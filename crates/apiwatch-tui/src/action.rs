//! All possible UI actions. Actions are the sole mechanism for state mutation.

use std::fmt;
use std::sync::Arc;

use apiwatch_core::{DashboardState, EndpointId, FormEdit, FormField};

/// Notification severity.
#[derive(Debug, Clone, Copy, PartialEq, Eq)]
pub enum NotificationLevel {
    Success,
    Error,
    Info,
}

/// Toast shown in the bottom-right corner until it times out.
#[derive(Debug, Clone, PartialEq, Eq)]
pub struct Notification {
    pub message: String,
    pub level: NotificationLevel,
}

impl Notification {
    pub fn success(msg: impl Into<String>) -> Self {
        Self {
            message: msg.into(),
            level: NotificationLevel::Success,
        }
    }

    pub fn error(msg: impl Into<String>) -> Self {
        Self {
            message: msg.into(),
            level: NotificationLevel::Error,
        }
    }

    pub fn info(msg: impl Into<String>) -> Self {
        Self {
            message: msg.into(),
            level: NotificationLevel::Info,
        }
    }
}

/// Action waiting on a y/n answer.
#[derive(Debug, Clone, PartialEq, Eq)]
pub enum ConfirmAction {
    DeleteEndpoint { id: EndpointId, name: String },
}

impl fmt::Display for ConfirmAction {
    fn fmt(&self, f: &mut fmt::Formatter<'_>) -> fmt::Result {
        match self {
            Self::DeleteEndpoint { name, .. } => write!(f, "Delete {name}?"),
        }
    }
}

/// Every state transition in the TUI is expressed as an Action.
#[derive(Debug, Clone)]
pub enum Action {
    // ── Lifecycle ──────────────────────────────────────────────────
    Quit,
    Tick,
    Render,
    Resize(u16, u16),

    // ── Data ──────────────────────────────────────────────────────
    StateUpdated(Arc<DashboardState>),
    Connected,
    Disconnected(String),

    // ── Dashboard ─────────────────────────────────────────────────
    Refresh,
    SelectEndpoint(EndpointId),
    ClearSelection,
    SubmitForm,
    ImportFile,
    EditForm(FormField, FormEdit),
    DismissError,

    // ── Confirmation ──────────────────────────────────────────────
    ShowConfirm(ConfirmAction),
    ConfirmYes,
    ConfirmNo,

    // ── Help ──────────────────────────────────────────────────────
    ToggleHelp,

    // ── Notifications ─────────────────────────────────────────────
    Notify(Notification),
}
--------
#### Assignment:
In the records above, find each line with the word "DashboardState" and copy it out.

#### Exercise solution:
use apiwatch_core::{DashboardState, EndpointId, FormEdit, FormField};
    StateUpdated(Arc<DashboardState>),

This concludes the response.